Check each line of the data, and copy those where "progress" appears.

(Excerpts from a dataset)
%%

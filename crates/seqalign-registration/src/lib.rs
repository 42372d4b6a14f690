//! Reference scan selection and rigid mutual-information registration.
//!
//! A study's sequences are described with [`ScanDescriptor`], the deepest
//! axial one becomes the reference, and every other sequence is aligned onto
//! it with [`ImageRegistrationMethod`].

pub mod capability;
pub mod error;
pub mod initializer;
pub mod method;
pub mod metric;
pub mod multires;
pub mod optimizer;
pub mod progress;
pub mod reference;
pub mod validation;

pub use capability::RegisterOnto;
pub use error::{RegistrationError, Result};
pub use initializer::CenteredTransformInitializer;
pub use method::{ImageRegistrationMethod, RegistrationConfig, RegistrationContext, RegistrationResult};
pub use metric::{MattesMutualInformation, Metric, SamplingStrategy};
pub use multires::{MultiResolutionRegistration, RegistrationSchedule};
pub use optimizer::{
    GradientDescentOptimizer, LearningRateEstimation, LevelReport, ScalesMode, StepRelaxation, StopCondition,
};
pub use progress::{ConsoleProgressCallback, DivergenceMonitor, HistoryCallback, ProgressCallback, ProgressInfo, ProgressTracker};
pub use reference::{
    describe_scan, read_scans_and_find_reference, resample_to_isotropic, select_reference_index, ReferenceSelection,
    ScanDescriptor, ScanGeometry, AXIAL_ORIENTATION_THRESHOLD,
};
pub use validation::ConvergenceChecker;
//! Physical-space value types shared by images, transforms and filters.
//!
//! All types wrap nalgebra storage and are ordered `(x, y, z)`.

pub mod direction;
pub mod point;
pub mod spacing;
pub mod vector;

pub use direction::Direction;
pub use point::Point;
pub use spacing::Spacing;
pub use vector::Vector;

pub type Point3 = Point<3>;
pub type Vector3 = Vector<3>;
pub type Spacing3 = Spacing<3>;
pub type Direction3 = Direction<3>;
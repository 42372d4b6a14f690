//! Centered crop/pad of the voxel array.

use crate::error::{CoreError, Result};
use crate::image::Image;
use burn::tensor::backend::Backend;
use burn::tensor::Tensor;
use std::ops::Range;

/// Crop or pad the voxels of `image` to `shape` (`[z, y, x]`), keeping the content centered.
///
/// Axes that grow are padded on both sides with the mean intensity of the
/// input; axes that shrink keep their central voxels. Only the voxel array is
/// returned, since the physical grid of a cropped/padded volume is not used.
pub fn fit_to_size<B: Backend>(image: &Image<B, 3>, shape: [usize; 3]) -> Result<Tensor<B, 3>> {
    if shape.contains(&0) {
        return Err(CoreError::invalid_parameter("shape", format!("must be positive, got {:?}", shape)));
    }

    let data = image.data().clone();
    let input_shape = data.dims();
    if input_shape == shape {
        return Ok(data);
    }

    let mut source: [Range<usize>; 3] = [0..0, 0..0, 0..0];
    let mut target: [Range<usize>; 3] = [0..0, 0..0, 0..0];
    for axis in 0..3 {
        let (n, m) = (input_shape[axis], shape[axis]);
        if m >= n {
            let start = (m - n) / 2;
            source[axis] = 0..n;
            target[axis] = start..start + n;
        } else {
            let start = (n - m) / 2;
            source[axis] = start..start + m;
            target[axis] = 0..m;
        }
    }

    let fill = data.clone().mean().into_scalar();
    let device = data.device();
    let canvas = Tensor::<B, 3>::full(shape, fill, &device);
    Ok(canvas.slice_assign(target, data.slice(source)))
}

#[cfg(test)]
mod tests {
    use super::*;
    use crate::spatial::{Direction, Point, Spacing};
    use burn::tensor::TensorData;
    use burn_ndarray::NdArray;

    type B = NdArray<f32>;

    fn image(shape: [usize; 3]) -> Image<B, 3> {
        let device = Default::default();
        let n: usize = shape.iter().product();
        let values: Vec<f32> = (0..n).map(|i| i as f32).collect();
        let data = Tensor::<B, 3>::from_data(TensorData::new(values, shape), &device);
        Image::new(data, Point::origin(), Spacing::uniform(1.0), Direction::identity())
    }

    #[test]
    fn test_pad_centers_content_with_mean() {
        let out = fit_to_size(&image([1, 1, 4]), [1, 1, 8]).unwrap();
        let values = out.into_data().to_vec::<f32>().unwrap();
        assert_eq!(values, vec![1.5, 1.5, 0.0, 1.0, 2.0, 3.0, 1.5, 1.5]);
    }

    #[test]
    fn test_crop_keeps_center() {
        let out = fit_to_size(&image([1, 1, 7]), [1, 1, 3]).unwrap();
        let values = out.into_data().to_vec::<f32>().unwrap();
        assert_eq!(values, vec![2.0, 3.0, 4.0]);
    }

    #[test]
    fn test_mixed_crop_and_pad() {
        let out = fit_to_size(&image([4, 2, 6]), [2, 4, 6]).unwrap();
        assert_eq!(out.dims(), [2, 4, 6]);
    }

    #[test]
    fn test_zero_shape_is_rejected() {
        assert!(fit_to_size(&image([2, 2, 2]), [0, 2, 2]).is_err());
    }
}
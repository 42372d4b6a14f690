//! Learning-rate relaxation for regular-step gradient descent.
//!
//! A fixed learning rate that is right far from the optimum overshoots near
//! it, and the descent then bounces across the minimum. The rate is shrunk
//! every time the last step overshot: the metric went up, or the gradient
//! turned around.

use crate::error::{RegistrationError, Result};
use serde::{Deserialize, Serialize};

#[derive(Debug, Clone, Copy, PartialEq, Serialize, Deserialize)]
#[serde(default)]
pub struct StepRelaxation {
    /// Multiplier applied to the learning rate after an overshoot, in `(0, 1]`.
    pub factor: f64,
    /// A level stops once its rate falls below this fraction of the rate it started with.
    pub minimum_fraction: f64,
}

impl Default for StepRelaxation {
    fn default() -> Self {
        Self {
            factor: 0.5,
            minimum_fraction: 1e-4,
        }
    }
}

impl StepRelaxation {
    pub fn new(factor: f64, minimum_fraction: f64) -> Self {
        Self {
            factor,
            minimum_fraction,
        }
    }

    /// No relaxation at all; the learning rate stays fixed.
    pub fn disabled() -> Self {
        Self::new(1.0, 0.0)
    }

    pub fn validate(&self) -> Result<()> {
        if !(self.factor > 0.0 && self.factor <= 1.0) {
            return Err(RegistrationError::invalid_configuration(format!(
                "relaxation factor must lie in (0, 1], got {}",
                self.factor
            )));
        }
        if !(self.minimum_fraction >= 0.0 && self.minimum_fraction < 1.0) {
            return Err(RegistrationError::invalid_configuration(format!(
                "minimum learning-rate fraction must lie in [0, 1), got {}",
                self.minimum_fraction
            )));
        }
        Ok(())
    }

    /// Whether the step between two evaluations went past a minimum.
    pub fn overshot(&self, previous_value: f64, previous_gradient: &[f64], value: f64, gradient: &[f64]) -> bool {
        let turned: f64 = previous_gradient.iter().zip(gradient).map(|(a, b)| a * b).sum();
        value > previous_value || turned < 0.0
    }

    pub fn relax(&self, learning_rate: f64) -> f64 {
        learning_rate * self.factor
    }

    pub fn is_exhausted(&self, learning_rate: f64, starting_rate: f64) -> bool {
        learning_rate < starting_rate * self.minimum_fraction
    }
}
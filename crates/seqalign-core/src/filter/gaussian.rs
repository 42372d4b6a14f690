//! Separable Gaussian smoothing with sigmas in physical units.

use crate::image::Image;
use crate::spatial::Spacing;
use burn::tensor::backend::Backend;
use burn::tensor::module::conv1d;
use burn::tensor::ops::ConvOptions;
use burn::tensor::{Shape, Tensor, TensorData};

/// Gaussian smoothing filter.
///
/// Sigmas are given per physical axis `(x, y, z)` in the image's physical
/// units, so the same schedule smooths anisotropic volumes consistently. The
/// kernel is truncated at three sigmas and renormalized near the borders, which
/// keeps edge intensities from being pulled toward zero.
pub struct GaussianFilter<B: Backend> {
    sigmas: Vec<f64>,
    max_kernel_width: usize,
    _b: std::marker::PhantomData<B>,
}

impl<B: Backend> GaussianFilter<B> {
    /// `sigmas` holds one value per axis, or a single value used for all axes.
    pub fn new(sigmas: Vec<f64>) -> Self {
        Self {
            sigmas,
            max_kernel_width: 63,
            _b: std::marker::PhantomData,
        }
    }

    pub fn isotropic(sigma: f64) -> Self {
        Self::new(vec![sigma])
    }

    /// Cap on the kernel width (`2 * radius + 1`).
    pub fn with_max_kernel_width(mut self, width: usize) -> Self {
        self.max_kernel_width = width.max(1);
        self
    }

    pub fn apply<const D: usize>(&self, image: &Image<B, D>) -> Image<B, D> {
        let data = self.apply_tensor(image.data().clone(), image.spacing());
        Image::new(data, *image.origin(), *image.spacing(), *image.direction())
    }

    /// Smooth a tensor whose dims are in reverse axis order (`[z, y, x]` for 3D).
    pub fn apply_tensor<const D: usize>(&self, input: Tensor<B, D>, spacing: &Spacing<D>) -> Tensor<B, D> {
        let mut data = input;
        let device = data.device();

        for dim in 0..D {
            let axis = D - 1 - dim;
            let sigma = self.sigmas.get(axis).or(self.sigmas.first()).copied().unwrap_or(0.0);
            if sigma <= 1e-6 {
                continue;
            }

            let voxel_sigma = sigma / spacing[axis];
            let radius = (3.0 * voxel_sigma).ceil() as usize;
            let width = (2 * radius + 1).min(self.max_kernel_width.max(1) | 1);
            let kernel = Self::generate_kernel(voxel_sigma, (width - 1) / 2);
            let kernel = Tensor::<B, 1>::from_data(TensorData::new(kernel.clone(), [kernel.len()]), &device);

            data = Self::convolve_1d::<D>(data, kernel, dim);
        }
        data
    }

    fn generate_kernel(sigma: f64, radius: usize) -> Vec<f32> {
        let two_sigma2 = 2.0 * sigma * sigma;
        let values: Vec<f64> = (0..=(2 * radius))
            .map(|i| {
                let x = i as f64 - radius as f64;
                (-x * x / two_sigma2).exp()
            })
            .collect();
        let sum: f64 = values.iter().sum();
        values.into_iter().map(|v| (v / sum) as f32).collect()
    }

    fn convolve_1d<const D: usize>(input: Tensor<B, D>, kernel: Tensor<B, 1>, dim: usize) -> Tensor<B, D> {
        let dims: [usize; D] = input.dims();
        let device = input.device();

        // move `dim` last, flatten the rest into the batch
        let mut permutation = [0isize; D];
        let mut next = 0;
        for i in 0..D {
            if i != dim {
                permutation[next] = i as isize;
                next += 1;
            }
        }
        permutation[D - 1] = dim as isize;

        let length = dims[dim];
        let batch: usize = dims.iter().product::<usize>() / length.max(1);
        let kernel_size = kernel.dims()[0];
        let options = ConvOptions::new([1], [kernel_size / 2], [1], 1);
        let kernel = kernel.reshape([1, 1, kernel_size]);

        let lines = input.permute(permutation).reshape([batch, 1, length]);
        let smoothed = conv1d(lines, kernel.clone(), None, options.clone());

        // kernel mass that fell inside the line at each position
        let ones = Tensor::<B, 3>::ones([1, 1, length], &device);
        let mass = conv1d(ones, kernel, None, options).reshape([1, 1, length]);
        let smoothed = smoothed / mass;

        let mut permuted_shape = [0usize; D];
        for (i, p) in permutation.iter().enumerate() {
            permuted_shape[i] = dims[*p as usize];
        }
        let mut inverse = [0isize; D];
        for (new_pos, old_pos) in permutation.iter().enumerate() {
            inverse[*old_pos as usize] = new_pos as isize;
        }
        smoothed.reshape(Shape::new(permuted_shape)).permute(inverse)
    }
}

%%

- Task output:
pub mod progress;
pub use progress::{ConsoleProgressCallback, DivergenceMonitor, HistoryCallback, ProgressCallback, ProgressInfo, ProgressTracker};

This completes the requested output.